Stored data entries:
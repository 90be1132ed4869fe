//! # Menu API
//! 
//! HTTP handlers and routing for menu list, export, and import.

pub mod handlers;
pub mod error;
pub mod response;
pub mod routes;
pub mod state;

pub use error::ApiError;
pub use routes::router;
pub use state::AppState;
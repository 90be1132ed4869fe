//! Repository traits (ports)

pub mod menu_repository;

pub use menu_repository::{MenuRepository, MenuWriter};

#[cfg(test)]
pub use menu_repository::MockMenuWriter;
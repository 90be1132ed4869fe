//! Configuration management

use config::{Config, ConfigError, Environment, File};
use serde::Deserialize;

use crate::constants::{DEFAULT_EXPORT_PRODUCER, DEFAULT_MAX_UPLOAD_BYTES};

#[derive(Debug, Deserialize, Clone)]
pub struct AppConfig {
    pub app: AppSettings,
    pub database: DatabaseSettings,
    pub migrate: MigrateSettings,
    #[serde(default)]
    pub telemetry: TelemetrySettings,
}

#[derive(Debug, Deserialize, Clone)]
pub struct AppSettings {
    pub env: String,
    pub host: String,
    pub port: u16,
    pub name: String,
}

#[derive(Debug, Deserialize, Clone)]
pub struct DatabaseSettings {
    pub url: String,
    pub max_connections: u32,
    pub min_connections: u32,
    pub acquire_timeout_seconds: u64,
}

/// Settings for the export/import pipeline.
#[derive(Debug, Deserialize, Clone)]
pub struct MigrateSettings {
    /// Written to `export_by` in every manifest.
    pub producer: String,
    /// Upper bound on an uploaded manifest, in bytes.
    pub max_upload_bytes: usize,
}

impl Default for MigrateSettings {
    fn default() -> Self {
        Self {
            producer: DEFAULT_EXPORT_PRODUCER.to_string(),
            max_upload_bytes: DEFAULT_MAX_UPLOAD_BYTES,
        }
    }
}

#[derive(Debug, Deserialize, Clone, Default)]
pub struct TelemetrySettings {
    pub log_dir: Option<String>,
}

impl AppConfig {
    pub fn load() -> Result<Self, ConfigError> {
        let env = std::env::var("APP_ENV").unwrap_or_else(|_| "development".into());
        let config = Config::builder()
            .set_default("app.env", "development")?
            .set_default("app.host", "127.0.0.1")?
            .set_default("app.port", 8080)?
            .set_default("app.name", "menu-server")?
            .set_default("database.max_connections", 10)?
            .set_default("database.min_connections", 1)?
            .set_default("database.acquire_timeout_seconds", 3)?
            .set_default("migrate.producer", DEFAULT_EXPORT_PRODUCER)?
            .set_default("migrate.max_upload_bytes", DEFAULT_MAX_UPLOAD_BYTES as u64)?
            .add_source(File::with_name("config/default").required(false))
            .add_source(File::with_name(&format!("config/{}", env)).required(false))
            .add_source(Environment::default().separator("__").try_parsing(true))
            .build()?;
        config.try_deserialize()
    }
}
//! Router assembly

use axum::{
    extract::DefaultBodyLimit,
    routing::{get, post},
    Router,
};

use menu_core::repositories::MenuRepository;

use crate::handlers::{health, menu_migrate};
use crate::state::AppState;

// Room for multipart boundaries and part headers on top of the file itself.
const MULTIPART_OVERHEAD: usize = 64 * 1024;

pub fn router<R: MenuRepository + 'static>(state: AppState<R>) -> Router {
    let body_limit = state.max_upload_bytes.saturating_add(MULTIPART_OVERHEAD);

    Router::new()
        .route("/health", get(health::health_check))
        .route("/admin/menu-migrate/list", get(menu_migrate::list::<R>))
        .route("/admin/menu-migrate/export", get(menu_migrate::export::<R>))
        .route("/admin/menu-migrate/import", post(menu_migrate::import::<R>))
        .layer(DefaultBodyLimit::max(body_limit))
        .with_state(state)
}
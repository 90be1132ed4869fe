use axum::{
    http::StatusCode,
    response::{IntoResponse, Response},
    Json,
};
use thiserror::Error;

use menu_core::DomainError;

use crate::response::ApiResponse;

#[derive(Error, Debug)]
pub enum ApiError {
    #[error("Bad request: {0}")]
    BadRequest(String),

    #[error("Not found: {0}")]
    NotFound(String),

    #[error("Conflict: {0}")]
    Conflict(String),

    #[error("Payload too large: {0}")]
    PayloadTooLarge(String),

    #[error("Database error: {0}")]
    DatabaseError(String),

    #[error("Transaction error: {0}")]
    TransactionError(String),

    #[error("Internal error: {0}")]
    InternalError(String),
}

impl From<DomainError> for ApiError {
    fn from(err: DomainError) -> Self {
        let message = err.to_string();
        match err {
            DomainError::StructuralError { .. }
            | DomainError::EmptyManifest
            | DomainError::InvalidJson(_)
            | DomainError::ValidationError(_) => ApiError::BadRequest(message),
            DomainError::ManifestTooLarge { .. } => ApiError::PayloadTooLarge(message),
            DomainError::MenuNotFound(_) => ApiError::NotFound(message),
            DomainError::MenuNameAlreadyExists { .. } => ApiError::Conflict(message),
            DomainError::DatabaseError(_) => ApiError::DatabaseError(message),
            DomainError::TransactionError(_) => ApiError::TransactionError(message),
            DomainError::InternalError(_) => ApiError::InternalError(message),
        }
    }
}

impl IntoResponse for ApiError {
    fn into_response(self) -> Response {
        let (status, code, message) = match self {
            ApiError::BadRequest(msg) => {
                tracing::warn!("Bad request: {}", msg);
                (StatusCode::BAD_REQUEST, "BAD_REQUEST", msg)
            },
            ApiError::NotFound(msg) => {
                tracing::warn!("Not found: {}", msg);
                (StatusCode::NOT_FOUND, "NOT_FOUND", msg)
            },
            ApiError::Conflict(msg) => {
                tracing::warn!("Conflict: {}", msg);
                (StatusCode::CONFLICT, "CONFLICT", msg)
            },
            ApiError::PayloadTooLarge(msg) => {
                tracing::warn!("Payload too large: {}", msg);
                (StatusCode::PAYLOAD_TOO_LARGE, "PAYLOAD_TOO_LARGE", msg)
            },
            ApiError::DatabaseError(msg) => {
                tracing::error!("Database error: {}", msg);
                (StatusCode::INTERNAL_SERVER_ERROR, "DATABASE_ERROR", msg)
            },
            ApiError::TransactionError(msg) => {
                tracing::error!("Transaction error: {}", msg);
                (StatusCode::SERVICE_UNAVAILABLE, "TRANSACTION_ERROR", msg)
            },
            ApiError::InternalError(msg) => {
                tracing::error!("Internal error: {}", msg);
                (StatusCode::INTERNAL_SERVER_ERROR, "INTERNAL_ERROR", msg)
            },
        };

        (status, Json(ApiResponse::<()>::error(code, &message))).into_response()
    }
}

#[cfg(test)]
mod tests {
    use super::*;

    #[test]
    fn test_structural_error_is_bad_request() {
        let err: ApiError = DomainError::structural("menus[1]", "menu is missing a name").into();
        assert_eq!(err.into_response().status(), StatusCode::BAD_REQUEST);
    }

    #[test]
    fn test_transaction_error_is_unavailable() {
        let err: ApiError = DomainError::TransactionError("connection lost".into()).into();
        assert_eq!(err.into_response().status(), StatusCode::SERVICE_UNAVAILABLE);
    }
}
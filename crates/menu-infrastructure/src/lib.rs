//! # Menu Infrastructure
//! 
//! Repository adapters for the menu store.

pub mod database;

pub use database::{
    create_pool, run_migrations, InMemoryMenuRepository, NameUniqueness, PgMenuRepository,
};
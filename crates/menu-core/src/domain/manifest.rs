// ============================================================================
// Menu Core - Manifest
// File: crates/menu-core/src/domain/manifest.rs
// Description: Portable, versioned JSON envelope for a menu forest
// ============================================================================

use chrono::NaiveDateTime;
use serde::{Deserialize, Deserializer, Serialize};
use serde_json::Value;

use super::menu_node::{MenuChanges, MenuId, MenuMeta, MenuNode, MenuStatus, NewMenu, UserId};
use crate::error::DomainError;

pub const MANIFEST_VERSION: &str = "1.0.0";
pub const EXPORT_TIME_FORMAT: &str = "%Y-%m-%d %H:%M:%S";

/// Export/import envelope.
#[derive(Debug, Clone, Serialize, Deserialize, PartialEq)]
pub struct Manifest {
    pub version: String,
    pub export_time: String,
    pub export_by: String,
    pub total_count: usize,
    pub menus: Vec<ManifestMenu>,
}

impl Manifest {
    /// Pretty-printed UTF-8 JSON; non-ASCII text is written as-is.
    pub fn to_pretty_json(&self) -> Result<Vec<u8>, DomainError> {
        serde_json::to_vec_pretty(self).map_err(|e| DomainError::InternalError(e.to_string()))
    }

    /// Download name for a manifest exported at `time`.
    pub fn file_name(time: NaiveDateTime) -> String {
        format!("menus_{}.json", time.format("%Y%m%d_%H%M%S"))
    }
}

/// A menu in portable form: no store identity, children nested inline.
#[derive(Debug, Clone, Serialize, Deserialize, PartialEq)]
pub struct ManifestMenu {
    pub name: String,
    #[serde(default, deserialize_with = "null_as_default")]
    pub path: String,
    #[serde(default, deserialize_with = "null_as_default")]
    pub component: String,
    #[serde(default, deserialize_with = "null_as_default")]
    pub redirect: String,
    #[serde(default = "enabled", deserialize_with = "null_as_enabled")]
    pub status: i32,
    #[serde(default, deserialize_with = "null_as_default")]
    pub sort: i32,
    #[serde(default, deserialize_with = "null_as_default")]
    pub remark: String,
    #[serde(default, deserialize_with = "null_as_default")]
    pub meta: MenuMeta,
    #[serde(default, deserialize_with = "null_as_default", skip_serializing_if = "Vec::is_empty")]
    pub children: Vec<ManifestMenu>,
    /// Fields that arrived with the wrong JSON type. They hold their
    /// default here and fail the menu when it is written.
    #[serde(skip)]
    pub field_errors: Vec<String>,
}

impl ManifestMenu {
    pub fn check_fields(&self) -> Result<(), DomainError> {
        if self.field_errors.is_empty() {
            Ok(())
        } else {
            Err(DomainError::ValidationError(self.field_errors.join("; ")))
        }
    }

    pub fn to_new_menu(&self, parent_id: MenuId, created_by: UserId) -> NewMenu {
        NewMenu {
            parent_id,
            name: self.name.clone(),
            path: self.path.clone(),
            component: self.component.clone(),
            redirect: self.redirect.clone(),
            status: self.status,
            sort: self.sort,
            remark: self.remark.clone(),
            meta: self.meta.clone(),
            created_by,
        }
    }

    pub fn to_changes(&self, updated_by: UserId) -> MenuChanges {
        MenuChanges {
            path: self.path.clone(),
            component: self.component.clone(),
            redirect: self.redirect.clone(),
            status: self.status,
            sort: self.sort,
            remark: self.remark.clone(),
            meta: self.meta.clone(),
            updated_by,
        }
    }
}

impl From<&MenuNode> for ManifestMenu {
    fn from(node: &MenuNode) -> Self {
        Self {
            name: node.name.clone(),
            path: node.path.clone(),
            component: node.component.clone(),
            redirect: node.redirect.clone(),
            status: node.status,
            sort: node.sort,
            remark: node.remark.clone(),
            meta: node.meta.clone(),
            children: node.children.iter().map(ManifestMenu::from).collect(),
            field_errors: Vec::new(),
        }
    }
}

fn enabled() -> i32 {
    MenuStatus::ENABLED
}

fn null_as_default<'de, D, T>(deserializer: D) -> Result<T, D::Error>
where
    D: Deserializer<'de>,
    T: Default + Deserialize<'de>,
{
    Ok(Option::<T>::deserialize(deserializer)?.unwrap_or_default())
}

fn null_as_enabled<'de, D>(deserializer: D) -> Result<i32, D::Error>
where
    D: Deserializer<'de>,
{
    Ok(Option::<i32>::deserialize(deserializer)?.unwrap_or(MenuStatus::ENABLED))
}

/// Decodes uploaded manifest bytes into an untyped JSON value.
///
/// Shape checks are left to the import validator.
pub fn decode_manifest(content: &[u8]) -> Result<Value, DomainError> {
    if content.iter().all(u8::is_ascii_whitespace) {
        return Err(DomainError::EmptyManifest);
    }
    serde_json::from_slice(content).map_err(|e| DomainError::InvalidJson(e.to_string()))
}
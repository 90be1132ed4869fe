//! Menu repository traits (ports)

use async_trait::async_trait;

use crate::domain::{MenuChanges, MenuId, MenuNode, NewMenu};
use crate::error::DomainError;

/// Store of persisted menus.
///
/// Reads go straight to committed state; writes only happen through the
/// transaction handed out by [`MenuRepository::begin`].
#[async_trait]
pub trait MenuRepository: Send + Sync {
    type Tx: MenuWriter + 'static;

    /// Whole forest, children populated, siblings in display order.
    async fn all_tree(&self) -> Result<Vec<MenuNode>, DomainError>;

    async fn begin(&self) -> Result<Self::Tx, DomainError>;
    async fn commit(&self, tx: Self::Tx) -> Result<(), DomainError>;
    async fn rollback(&self, tx: Self::Tx) -> Result<(), DomainError>;
}

/// Transaction-scoped menu operations used by the importer.
#[cfg_attr(test, mockall::automock)]
#[async_trait]
pub trait MenuWriter: Send {
    async fn find_by_name_and_parent(
        &mut self,
        name: &str,
        parent_id: MenuId,
    ) -> Result<Option<MenuNode>, DomainError>;

    async fn create(&mut self, menu: &NewMenu) -> Result<MenuNode, DomainError>;

    async fn update_by_id(&mut self, id: MenuId, changes: &MenuChanges) -> Result<(), DomainError>;
}
//! HTTP handlers

pub mod health;
pub mod menu_migrate;
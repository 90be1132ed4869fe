use std::sync::Arc;

use menu_core::repositories::MenuRepository;
use menu_core::services::MenuMigrateService;

pub struct AppState<R: MenuRepository> {
    pub service: Arc<MenuMigrateService<R>>,
    pub max_upload_bytes: usize,
}

impl<R: MenuRepository> AppState<R> {
    pub fn new(service: Arc<MenuMigrateService<R>>, max_upload_bytes: usize) -> Self {
        Self { service, max_upload_bytes }
    }
}

impl<R: MenuRepository> Clone for AppState<R> {
    fn clone(&self) -> Self {
        Self {
            service: self.service.clone(),
            max_upload_bytes: self.max_upload_bytes,
        }
    }
}
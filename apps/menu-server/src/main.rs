use std::net::SocketAddr;
use std::sync::Arc;

use tower_http::trace::TraceLayer;
use tracing::{error, info};

use menu_api::{router, AppState};
use menu_core::services::MenuMigrateService;
use menu_infrastructure::{create_pool, run_migrations, PgMenuRepository};
use menu_shared::config::AppConfig;

#[tokio::main]
async fn main() -> anyhow::Result<()> {
    // Load .env
    dotenvy::dotenv().ok();

    // Load configuration
    let config = match AppConfig::load() {
        Ok(c) => c,
        Err(e) => {
            eprintln!("Failed to load configuration: {}", e);
            std::process::exit(1);
        }
    };

    // Initialize telemetry
    let _log_guard = menu_shared::telemetry::init_telemetry(&config.telemetry)?;

    info!("Menu server starting ({})...", config.app.env);

    // Connect to Database
    let pool = match create_pool(&config.database).await {
        Ok(pool) => pool,
        Err(e) => {
            error!("Failed to connect to database: {}", e);
            std::process::exit(1);
        }
    };
    run_migrations(&pool).await?;
    info!("Database connection established.");

    // Create App State
    let repository = Arc::new(PgMenuRepository::new(pool));
    let service = Arc::new(MenuMigrateService::new(repository, config.migrate.producer.clone()));
    let state = AppState::new(service, config.migrate.max_upload_bytes);

    // Build router
    let app = router(state).layer(TraceLayer::new_for_http());

    // Bind address
    let host: std::net::IpAddr = config.app.host.parse()?;
    let addr = SocketAddr::from((host, config.app.port));
    info!("Listening on {}", addr);

    // Start server
    let listener = tokio::net::TcpListener::bind(addr).await?;
    axum::serve(listener, app).await?;

    Ok(())
}
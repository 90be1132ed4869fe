//! Renders a persisted forest into the portable manifest

use chrono::{Local, NaiveDateTime};

use crate::domain::{Manifest, ManifestMenu, MenuNode, EXPORT_TIME_FORMAT, MANIFEST_VERSION};

/// Pure forest-to-manifest transform. Store identity (`id`, `parent_id`,
/// audit fields) is left out of the output.
#[derive(Debug, Clone)]
pub struct TreeExporter {
    producer: String,
}

impl TreeExporter {
    pub fn new(producer: impl Into<String>) -> Self {
        Self {
            producer: producer.into(),
        }
    }

    pub fn producer(&self) -> &str {
        &self.producer
    }

    /// Exports stamped with the current local time.
    pub fn export(&self, forest: &[MenuNode]) -> Manifest {
        self.export_at(forest, Local::now().naive_local())
    }

    pub fn export_at(&self, forest: &[MenuNode], time: NaiveDateTime) -> Manifest {
        Manifest {
            version: MANIFEST_VERSION.to_string(),
            export_time: time.format(EXPORT_TIME_FORMAT).to_string(),
            export_by: self.producer.clone(),
            total_count: MenuNode::count(forest),
            menus: forest.iter().map(ManifestMenu::from).collect(),
        }
    }
}
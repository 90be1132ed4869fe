//! Import summary returned to the caller

use serde::{Deserialize, Serialize};

/// Name used in the error log when a failed node has no name.
pub const UNKNOWN_MENU: &str = "Unknown";

#[derive(Debug, Clone, Serialize, Deserialize, PartialEq)]
pub struct ImportFailure {
    pub menu: String,
    pub error: String,
}

/// Counters and error log for one import call.
#[derive(Debug, Clone, Default, Serialize, Deserialize, PartialEq)]
pub struct ImportResult {
    pub total: usize,
    pub success: usize,
    pub failed: usize,
    pub skipped: usize,
    pub errors: Vec<ImportFailure>,
}

impl ImportResult {
    pub fn record_seen(&mut self) {
        self.total += 1;
    }

    pub fn record_success(&mut self) {
        self.success += 1;
    }

    pub fn record_skipped(&mut self) {
        self.skipped += 1;
    }

    pub fn record_failure(&mut self, menu: &str, error: impl ToString) {
        self.failed += 1;
        let menu = if menu.is_empty() { UNKNOWN_MENU } else { menu };
        self.errors.push(ImportFailure {
            menu: menu.to_string(),
            error: error.to_string(),
        });
    }

    pub fn has_failures(&self) -> bool {
        self.failed > 0
    }
}

#[cfg(test)]
mod tests {
    use super::*;

    #[test]
    fn test_failure_without_name_is_unknown() {
        let mut result = ImportResult::default();
        result.record_seen();
        result.record_failure("", "boom");

        assert_eq!(result.total, 1);
        assert_eq!(result.failed, 1);
        assert!(result.has_failures());
        assert_eq!(result.errors[0].menu, UNKNOWN_MENU);
        assert_eq!(result.errors[0].error, "boom");
    }
}
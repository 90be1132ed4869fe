//! Liveness probe

use axum::Json;
use serde::Serialize;

use crate::response::ApiResponse;

#[derive(Debug, Serialize)]
pub struct HealthStatus {
    pub status: &'static str,
    pub version: &'static str,
}

/// Health handler - GET /health
pub async fn health_check() -> Json<ApiResponse<HealthStatus>> {
    Json(ApiResponse::success(HealthStatus {
        status: "ok",
        version: env!("CARGO_PKG_VERSION"),
    }))
}
//! # Menu Core
//! 
//! Domain entities, repository ports, and the export/import services for
//! migrating a menu tree between environments.

pub mod domain;
pub mod services;
pub mod repositories;
pub mod error;

// Re-export domain entities
pub use domain::*;
pub use error::DomainError;
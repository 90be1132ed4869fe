// ============================================================================
// Menu Core - Menu Node Entity
// File: crates/menu-core/src/domain/menu_node.rs
// Description: Persisted menu tree node and its write models
// ============================================================================

use std::collections::HashMap;

use chrono::{DateTime, Utc};
use serde::{Deserialize, Serialize};
use serde_json::{Map, Value};
use validator::Validate;

pub type MenuId = i64;
pub type UserId = i64;

/// Opaque per-menu attributes (icon, title, i18n key, flags...).
pub type MenuMeta = Map<String, Value>;

/// `parent_id` of every root-level menu.
pub const ROOT_PARENT_ID: MenuId = 0;

/// Status flag values
pub struct MenuStatus;

impl MenuStatus {
    pub const ENABLED: i32 = 1;
    pub const DISABLED: i32 = 2;
}

/// Menu node as stored, with its children populated when read as a forest.
#[derive(Debug, Clone, Serialize, Deserialize, PartialEq)]
pub struct MenuNode {
    pub id: MenuId,
    pub parent_id: MenuId,
    pub name: String,
    pub path: String,
    pub component: String,
    pub redirect: String,
    pub status: i32,
    pub sort: i32,
    pub remark: String,
    pub meta: MenuMeta,

    // Audit fields
    pub created_by: UserId,
    pub updated_by: Option<UserId>,
    pub created_at: DateTime<Utc>,
    pub updated_at: Option<DateTime<Utc>>,

    #[serde(default, skip_serializing_if = "Vec::is_empty")]
    pub children: Vec<MenuNode>,
}

impl MenuNode {
    /// Materializes a freshly inserted row.
    pub fn from_new(id: MenuId, menu: &NewMenu) -> Self {
        Self {
            id,
            parent_id: menu.parent_id,
            name: menu.name.clone(),
            path: menu.path.clone(),
            component: menu.component.clone(),
            redirect: menu.redirect.clone(),
            status: menu.status,
            sort: menu.sort,
            remark: menu.remark.clone(),
            meta: menu.meta.clone(),
            created_by: menu.created_by,
            updated_by: None,
            created_at: Utc::now(),
            updated_at: None,
            children: Vec::new(),
        }
    }

    pub fn is_root(&self) -> bool {
        self.parent_id == ROOT_PARENT_ID
    }

    pub fn apply(&mut self, changes: &MenuChanges) {
        self.path = changes.path.clone();
        self.component = changes.component.clone();
        self.redirect = changes.redirect.clone();
        self.status = changes.status;
        self.sort = changes.sort;
        self.remark = changes.remark.clone();
        self.meta = changes.meta.clone();
        self.updated_by = Some(changes.updated_by);
        self.updated_at = Some(Utc::now());
    }

    /// Counts every node of the forest, descendants included.
    pub fn count(forest: &[MenuNode]) -> usize {
        forest
            .iter()
            .map(|node| 1 + Self::count(&node.children))
            .sum()
    }

    /// Assembles flat rows into an ordered forest.
    ///
    /// Siblings keep the order they have in `rows`. Rows whose parent is not
    /// reachable from the root are dropped.
    pub fn build_forest(rows: Vec<MenuNode>) -> Vec<MenuNode> {
        let mut by_parent: HashMap<MenuId, Vec<MenuNode>> = HashMap::new();
        for mut row in rows {
            row.children.clear();
            by_parent.entry(row.parent_id).or_default().push(row);
        }
        Self::attach_children(ROOT_PARENT_ID, &mut by_parent)
    }

    fn attach_children(
        parent_id: MenuId,
        by_parent: &mut HashMap<MenuId, Vec<MenuNode>>,
    ) -> Vec<MenuNode> {
        let mut siblings = by_parent.remove(&parent_id).unwrap_or_default();
        for node in &mut siblings {
            node.children = Self::attach_children(node.id, by_parent);
        }
        siblings
    }

    /// Flattens a forest back into rows, parents before children.
    pub fn flatten(forest: &[MenuNode]) -> Vec<&MenuNode> {
        let mut rows = Vec::new();
        for node in forest {
            rows.push(node);
            rows.extend(Self::flatten(&node.children));
        }
        rows
    }
}

/// Fields written when a menu is created.
#[derive(Debug, Clone, Serialize, Deserialize, Validate, PartialEq)]
pub struct NewMenu {
    pub parent_id: MenuId,

    #[validate(length(min = 1, max = 50, message = "Menu name must be between 1 and 50 characters"))]
    pub name: String,

    #[validate(length(max = 255, message = "Menu path too long"))]
    pub path: String,

    #[validate(length(max = 255, message = "Menu component too long"))]
    pub component: String,

    #[validate(length(max = 255, message = "Menu redirect too long"))]
    pub redirect: String,

    pub status: i32,
    pub sort: i32,

    #[validate(length(max = 255, message = "Menu remark too long"))]
    pub remark: String,

    pub meta: MenuMeta,
    pub created_by: UserId,
}

/// Mutable fields written when an existing menu is overwritten.
///
/// Identity (`id`, `parent_id`, `name`) never changes on update.
#[derive(Debug, Clone, Serialize, Deserialize, Validate, PartialEq)]
pub struct MenuChanges {
    #[validate(length(max = 255, message = "Menu path too long"))]
    pub path: String,

    #[validate(length(max = 255, message = "Menu component too long"))]
    pub component: String,

    #[validate(length(max = 255, message = "Menu redirect too long"))]
    pub redirect: String,

    pub status: i32,
    pub sort: i32,

    #[validate(length(max = 255, message = "Menu remark too long"))]
    pub remark: String,

    pub meta: MenuMeta,
    pub updated_by: UserId,
}
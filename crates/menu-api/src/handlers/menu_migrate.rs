// ============================================================================
// Menu API - Menu Migrate Handlers
// File: crates/menu-api/src/handlers/menu_migrate.rs
// ============================================================================
//! Menu list, export download and import upload handlers

use axum::{
    extract::{Multipart, State},
    http::{header, HeaderMap},
    response::{IntoResponse, Response},
    Json,
};
use chrono::Local;
use tracing::info;

use menu_core::domain::{ImportResult, Manifest, MenuNode, UserId};
use menu_core::repositories::MenuRepository;
use menu_core::DomainError;
use menu_shared::constants::{SYSTEM_USER_ID, USER_ID_HEADER};

use crate::error::ApiError;
use crate::response::ApiResponse;
use crate::state::AppState;

/// List handler - GET /admin/menu-migrate/list
pub async fn list<R: MenuRepository + 'static>(
    State(state): State<AppState<R>>,
) -> Result<Json<ApiResponse<Vec<MenuNode>>>, ApiError> {
    let menus = state.service.list_menus().await?;
    Ok(Json(ApiResponse::success(menus)))
}

/// Export handler - GET /admin/menu-migrate/export
///
/// Responds with the manifest as a JSON file attachment.
pub async fn export<R: MenuRepository + 'static>(
    State(state): State<AppState<R>>,
) -> Result<Response, ApiError> {
    let manifest = state.service.export_menus().await?;
    let body = manifest.to_pretty_json()?;
    let file_name = Manifest::file_name(Local::now().naive_local());

    Ok((
        [
            (header::CONTENT_TYPE, "application/json; charset=utf-8".to_string()),
            (header::CONTENT_DISPOSITION, format!("attachment; filename=\"{}\"", file_name)),
            (header::CACHE_CONTROL, "no-cache, no-store, must-revalidate".to_string()),
        ],
        body,
    )
        .into_response())
}

/// Import handler - POST /admin/menu-migrate/import
///
/// Multipart fields: `file` (a `.json` manifest) and optional `overwrite`.
pub async fn import<R: MenuRepository + 'static>(
    State(state): State<AppState<R>>,
    headers: HeaderMap,
    mut multipart: Multipart,
) -> Result<Json<ApiResponse<ImportResult>>, ApiError> {
    let user_id = acting_user(&headers)?;

    let mut upload: Option<(String, Vec<u8>)> = None;
    let mut overwrite = false;

    while let Some(field) = multipart
        .next_field()
        .await
        .map_err(|e| ApiError::BadRequest(e.to_string()))?
    {
        let name = field.name().unwrap_or_default().to_string();
        match name.as_str() {
            "file" => {
                let file_name = field.file_name().unwrap_or_default().to_string();
                let content = field
                    .bytes()
                    .await
                    .map_err(|e| ApiError::BadRequest(e.to_string()))?;
                upload = Some((file_name, content.to_vec()));
            }
            "overwrite" => {
                let raw = field
                    .text()
                    .await
                    .map_err(|e| ApiError::BadRequest(e.to_string()))?;
                overwrite = parse_flag(&raw)?;
            }
            _ => {}
        }
    }

    let (file_name, content) = upload
        .ok_or_else(|| ApiError::BadRequest("Please upload a valid JSON file".to_string()))?;

    if !file_name.to_ascii_lowercase().ends_with(".json") {
        return Err(ApiError::BadRequest("Only JSON files are supported".to_string()));
    }
    if content.len() > state.max_upload_bytes {
        return Err(DomainError::ManifestTooLarge { limit: state.max_upload_bytes }.into());
    }

    info!("Menu import upload '{}' ({} bytes) by user {}", file_name, content.len(), user_id);

    let result = state.service.import_bytes(&content, overwrite, user_id).await?;
    Ok(Json(ApiResponse::success_with_message(result, "Menu import finished")))
}

/// Acting user for audit columns. Authentication sits in front of this
/// service and forwards the user id in a header.
fn acting_user(headers: &HeaderMap) -> Result<UserId, ApiError> {
    match headers.get(USER_ID_HEADER) {
        None => Ok(SYSTEM_USER_ID),
        Some(value) => value
            .to_str()
            .ok()
            .and_then(|raw| raw.trim().parse::<UserId>().ok())
            .ok_or_else(|| ApiError::BadRequest(format!("Invalid {} header", USER_ID_HEADER))),
    }
}

fn parse_flag(raw: &str) -> Result<bool, ApiError> {
    match raw.trim().to_ascii_lowercase().as_str() {
        "1" | "true" => Ok(true),
        "0" | "false" | "" => Ok(false),
        other => Err(ApiError::BadRequest(format!(
            "overwrite must be a boolean, got '{}'",
            other
        ))),
    }
}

** Work to be completed **
Counting every line of the records above that has the word "false", state the total and give nothing besides it.

** Output of the exercise **
4